Chen mengangkat jam pasir untuk menunjukkan pentingnya mengeluarkan sandera yang tersisa dari Gaza.

“Idenya adalah setelah 67 hari, kita tidak punya waktu. Mereka tidak punya waktu. Setiap hari yang berlalu, kemungkinan warga kita kembali ke rumah tidaklah bagus. Dan setiap pertemuan yang saya lakukan dengan para pejabat, saya akan membahasnya untuk menekankan fakta bahwa – Anda akan kembali ke keluarga Anda, Anda akan menikmati makan malam yang menyenangkan,” katanya. “Kami memiliki kursi kosong.”

Sebuah jam pasir terletak di depan a "menculik" selebaran yang memperlihatkan foto Itay Chen yang berusia 19 tahun saat menghadiri subkomite Komite Urusan Luar Negeri DPR AS untuk Timur Tengah, Afrika Utara, dan Asia Tengah.

Sebuah jam pasir terletak di depan pilot yang “diculik” yang memperlihatkan foto Itay Chen yang berusia 19 tahun pada subkomite Komite Urusan Luar Negeri DPR AS untuk Timur Tengah, Afrika Utara, dan Asia Tengah. ((Foto oleh JIM WATSON/AFP melalui Getty Images))

Salah satu anggota keluarga memuji pemerintahan Biden selama wawancara atas upaya mereka membantu membebaskan sandera yang tersisa, sementara yang lain mendesak mereka untuk memberikan tekanan lebih besar pada negara lain seperti Mesir dan Qatar untuk membantu mencapai kesepakatan.

Negosiasi penyanderaan dilaporkan gagal setelah gencatan senjata tujuh hari ketika Hamas menolak melepaskan sandera perempuan lagi.

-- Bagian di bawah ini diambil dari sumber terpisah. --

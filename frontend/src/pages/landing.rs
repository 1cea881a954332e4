use yew::prelude::*;
use yew_router::prelude::*;

use crate::pages::{contact::Contact, hero::Hero, process::Process, why_choose_us::WhyChooseUs};
use crate::projects::portfolio::Portfolio;
use crate::Route;

#[function_component(Landing)]
pub fn landing() -> Html {
    // Scroll to top only on initial mount
    use_effect_with_deps(
        move |_| {
            if let Some(window) = web_sys::window() {
                window.scroll_to_with_x_and_y(0.0, 0.0);
            }
            || ()
        },
        (),
    );

    html! {
        <div class="landing-page">
            <style>{SHARED_CSS}</style>
            <Hero />
            <Portfolio />
            <Process />
            <WhyChooseUs />
            <Contact />
        </div>
    }
}

#[function_component(NotFound)]
pub fn not_found() -> Html {
    html! {
        <div class="landing-page not-found">
            <style>{SHARED_CSS}</style>
            <h1>{"Page introuvable"}</h1>
            <Link<Route> to={Route::Home} classes="pill-cta">
                {"Retour à l'accueil"}
            </Link<Route>>
        </div>
    }
}

// Pieces every section uses.
const SHARED_CSS: &str = r#"
    body {
        margin: 0;
        background: #000;
        font-family: -apple-system, BlinkMacSystemFont, "Segoe UI", Roboto, Helvetica, Arial, sans-serif;
    }
    .landing-page {
        background: #000;
        min-height: 100vh;
    }
    .gradient-text {
        background: linear-gradient(90deg, #22d3ee, #c084fc);
        -webkit-background-clip: text;
        background-clip: text;
        color: transparent;
    }
    .section-header {
        text-align: center;
        margin-bottom: 4rem;
    }
    .section-header h2 {
        color: #fff;
        font-size: clamp(1.875rem, 4vw, 3.5rem);
        margin-bottom: 1.5rem;
    }
    .section-header p {
        color: #9ca3af;
        font-size: 1.125rem;
        max-width: 48rem;
        margin: 0 auto;
    }
    .section-badge {
        display: inline-block;
        margin-bottom: 1rem;
        padding: 0.5rem 1rem;
        border-radius: 9999px;
        border: 1px solid rgba(6, 182, 212, 0.2);
        background: rgba(6, 182, 212, 0.1);
        color: #22d3ee;
        font-size: 0.875rem;
    }
    .pill-cta {
        display: inline-block;
        padding: 1rem 2.5rem;
        border: none;
        border-radius: 9999px;
        color: #fff;
        font-weight: 700;
        font-size: 1.125rem;
        text-decoration: none;
        cursor: pointer;
        background: linear-gradient(90deg, #06b6d4, #a855f7);
        transition: transform 0.3s ease;
    }
    .pill-cta:hover {
        transform: scale(1.05);
    }
    .not-found {
        display: flex;
        flex-direction: column;
        align-items: center;
        justify-content: center;
        gap: 2rem;
        color: #fff;
    }
"#;
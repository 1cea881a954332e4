use chrono::{Datelike, Utc};
use yew::prelude::*;

use crate::config;

#[function_component(Contact)]
pub fn contact() -> Html {
    let year = Utc::now().year();

    html! {
        <section id="contact" class="contact">
            <style>{CONTACT_CSS}</style>
            <div class="contact-panel">
                <h2>{"Parlons de "}<span class="gradient-text">{"votre projet"}</span></h2>
                <p>
                    {"Réservez un appel découverte gratuit de 30 minutes. Nous analysons vos besoins et vous proposons une solution adaptée à votre activité."}
                </p>
                <div class="contact-actions">
                    <a class="pill-cta" href={config::BOOKING_URL} target="_blank" rel="noopener noreferrer">
                        {"Réserver un appel"}
                    </a>
                    <a class="contact-mail" href={format!("mailto:{}", config::CONTACT_EMAIL)}>
                        {config::CONTACT_EMAIL}
                    </a>
                </div>
            </div>
            <footer class="site-footer">
                {format!("© {} Leonce Ouattara Studio · Abidjan, Côte d'Ivoire", year)}
            </footer>
        </section>
    }
}

const CONTACT_CSS: &str = r#"
    .contact {
        padding: 5rem 2rem 2rem;
    }
    .contact-panel {
        max-width: 48rem;
        margin: 0 auto;
        text-align: center;
        padding: 3rem;
        border-radius: 1.5rem;
        border: 1px solid rgba(6, 182, 212, 0.2);
        background: linear-gradient(90deg, rgba(6, 182, 212, 0.1), rgba(168, 85, 247, 0.1));
    }
    .contact-panel h2 {
        color: #fff;
        font-size: 2.25rem;
        margin-bottom: 1rem;
    }
    .contact-panel p {
        color: #9ca3af;
        margin-bottom: 2rem;
    }
    .contact-actions {
        display: flex;
        flex-wrap: wrap;
        gap: 1.5rem;
        justify-content: center;
        align-items: center;
    }
    .contact-mail {
        color: #22d3ee;
    }
    .site-footer {
        margin-top: 4rem;
        text-align: center;
        color: #6b7280;
        font-size: 0.875rem;
    }
"#;
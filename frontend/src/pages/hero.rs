use yew::prelude::*;

use crate::components::dom::scroll_to_section;
use crate::config;

const SECTORS: [&str; 5] = [
    "Restaurants",
    "Hôtels",
    "Magasin de vêtements",
    "E-commerce",
    "Coach & Formateur en ligne",
];

fn scroll_to(selector: &'static str) -> Callback<MouseEvent> {
    Callback::from(move |_: MouseEvent| {
        scroll_to_section(selector);
    })
}

#[function_component(Hero)]
pub fn hero() -> Html {
    html! {
        <section id="home" class="hero">
            <style>{HERO_CSS}</style>
            <div class="hero-grid">
                <div class="hero-copy">
                    <div class="hero-badge">
                        <span>{"Création de portail web sur Mesure"}</span>
                    </div>

                    <h1>
                        <span>{"CRÉONS VOTRE"}</span>
                        <span class="gradient-text">{"RÉUSSITE"}</span>
                        <span>{"EN LIGNE"}</span>
                    </h1>

                    <p class="hero-subtitle">
                        {"Opération Votre site sur mesure, Des sites au design professionnel pour générer plus de prospects, de ventes et de fans !"}
                    </p>

                    <div class="hero-sectors">
                        <span class="hero-sectors-label">{"Spécialisés pour :"}</span>
                        { for SECTORS.iter().enumerate().map(|(i, sector)| html! {
                            <span class={classes!("hero-chip", (i == 1).then(|| "purple"))}>{*sector}</span>
                        }) }
                    </div>

                    <div class="hero-actions">
                        <button class="hero-primary" onclick={scroll_to("#contact")}>
                            {"Demander un devis"}
                            <span class="arrow">{"→"}</span>
                        </button>
                        <button class="hero-secondary" onclick={scroll_to("#portfolio")}>
                            {"Nos réalisations"}
                        </button>
                    </div>

                    <div class="hero-credibility">
                        <div class="hero-credential">
                            <div class="hero-credential-icon cyan">{"🏆"}</div>
                            <div>
                                <div class="hero-stars">{ for (0..5).map(|_| html! { <span>{"★"}</span> }) }</div>
                                <p>{"+10 ans d'expertise"}</p>
                            </div>
                        </div>
                        <div class="hero-divider"></div>
                        <div class="hero-credential">
                            <div class="hero-credential-icon purple">{"📈"}</div>
                            <div>
                                <p class="hero-credential-value">{"50+"}</p>
                                <p>{"Projets réussis"}</p>
                            </div>
                        </div>
                    </div>
                </div>

                <div class="hero-photo">
                    <img src={config::FOUNDER_PHOTO} alt="Leonce Ouattara - Fondateur lOS" />
                    <div class="hero-glow one"></div>
                    <div class="hero-glow two"></div>
                </div>
            </div>
        </section>
    }
}

const HERO_CSS: &str = r#"
    .hero {
        min-height: 100vh;
        display: flex;
        align-items: center;
        justify-content: center;
        position: relative;
        overflow: hidden;
        background: #000;
    }
    .hero-grid {
        max-width: 80rem;
        margin: 0 auto;
        padding: 6rem 2rem 4rem;
        display: grid;
        grid-template-columns: repeat(2, minmax(0, 1fr));
        gap: 4rem;
        align-items: center;
    }
    .hero-copy {
        display: flex;
        flex-direction: column;
        gap: 2rem;
    }
    .hero-badge {
        display: inline-flex;
        align-self: flex-start;
        padding: 0.5rem 1rem;
        border-radius: 9999px;
        border: 1px solid rgba(6, 182, 212, 0.3);
        background: rgba(6, 182, 212, 0.1);
        color: #22d3ee;
        font-size: 0.875rem;
    }
    .hero h1 {
        color: #fff;
        font-weight: 700;
        line-height: 0.9;
        letter-spacing: -0.025em;
        font-size: clamp(2.25rem, 6vw, 4.5rem);
    }
    .hero h1 span {
        display: block;
    }
    .hero-subtitle {
        color: #d1d5db;
        font-size: 1.5rem;
        font-weight: 300;
        max-width: 36rem;
    }
    .hero-sectors {
        display: flex;
        flex-wrap: wrap;
        gap: 0.5rem;
        align-items: center;
        color: #9ca3af;
    }
    .hero-chip {
        padding: 0.25rem 0.75rem;
        border-radius: 9999px;
        border: 1px solid rgba(6, 182, 212, 0.2);
        background: rgba(255, 255, 255, 0.05);
        color: #22d3ee;
        font-size: 0.875rem;
    }
    .hero-chip.purple {
        border-color: rgba(168, 85, 247, 0.2);
        color: #c084fc;
    }
    .hero-actions {
        display: flex;
        gap: 1rem;
        padding-top: 1rem;
    }
    .hero-primary,
    .hero-secondary {
        padding: 1rem 2rem;
        border-radius: 0.5rem;
        font-weight: 600;
        font-size: 1.125rem;
        cursor: pointer;
        transition: all 0.3s ease;
    }
    .hero-primary {
        border: none;
        color: #fff;
        background: linear-gradient(90deg, #06b6d4, #a855f7);
    }
    .hero-primary:hover {
        transform: scale(1.05);
    }
    .hero-secondary {
        color: #fff;
        background: transparent;
        border: 2px solid rgba(255, 255, 255, 0.2);
    }
    .hero-credibility {
        display: flex;
        gap: 1.5rem;
        padding-top: 2rem;
        border-top: 1px solid rgba(255, 255, 255, 0.1);
        color: #9ca3af;
        font-size: 0.75rem;
    }
    .hero-credential {
        display: flex;
        gap: 0.75rem;
        align-items: center;
    }
    .hero-credential-icon {
        width: 3rem;
        height: 3rem;
        border-radius: 0.5rem;
        display: flex;
        align-items: center;
        justify-content: center;
    }
    .hero-credential-icon.cyan { background: linear-gradient(135deg, #06b6d4, #0891b2); }
    .hero-credential-icon.purple { background: linear-gradient(135deg, #a855f7, #9333ea); }
    .hero-credential-value {
        color: #fff;
        font-size: 1.125rem;
        font-weight: 700;
    }
    .hero-stars { color: #facc15; }
    .hero-divider {
        width: 1px;
        background: rgba(255, 255, 255, 0.1);
    }
    .hero-photo {
        position: relative;
        height: 700px;
    }
    .hero-photo img {
        width: 100%;
        height: 100%;
        object-fit: cover;
        transition: transform 0.7s ease;
    }
    .hero-photo img:hover {
        transform: scale(1.03);
    }
    .hero-glow {
        position: absolute;
        border-radius: 1.5rem;
        opacity: 0.1;
        filter: blur(40px);
        animation: float 6s ease-in-out infinite;
    }
    .hero-glow.one {
        top: 5rem;
        right: 8rem;
        width: 6rem;
        height: 6rem;
        background: #22d3ee;
    }
    .hero-glow.two {
        bottom: 8rem;
        left: 5rem;
        width: 8rem;
        height: 8rem;
        background: #c084fc;
        animation-delay: 1s;
    }
    @keyframes float {
        0%, 100% { transform: translateY(0px); }
        50% { transform: translateY(-20px); }
    }
    @media (max-width: 1024px) {
        .hero-grid { grid-template-columns: 1fr; }
        .hero-photo { display: none; }
    }
    @media (max-width: 640px) {
        .hero-actions,
        .hero-credibility { flex-direction: column; }
    }
"#;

HAMAS CUKUP MENYANDERA SEBELUM DIBEBASKAN KE ISRAEL Supaya TERLIHAT BAHAGIA: LAPORAN

Para pejabat Israel yakin Hamas masih memilikinya sekitar 18 wanita dalam tahanan, sebagian besar dari mereka diculik dari festival musik Nova dekat perbatasan Gaza, menurut Axios.

Foto sandera Israel

Foto-foto sandera Israel yang disandera oleh militan Hamas ditampilkan di tembok Kota Tua Yerusalem, Senin, 6 November 2023. Kelompok militan Islam tersebut membunuh 1.400 orang dan menculik 240 lainnya dalam serangan perbatasan yang belum pernah terjadi sebelumnya pada 7 Oktober, yang memicu perang selama sebulan terakhir. (Foto AP/Leo Correa)

IDF melanjutkan kampanye militernya di Gaza pada 1 Desember setelah Hamas menolak melepaskan sandera lagi. Ribuan warga Palestina telah terbunuh dalam konflik tersebut, menurut Kementerian Kesehatan Gaza yang dikelola Hamas.

KLIK DI SINI UNTUK MENDAPATKAN APLIKASI FOX NEWS

PBB juga memperingatkan akan terjadinya “bencana kemanusiaan” di Gaza seiring berlanjutnya perang.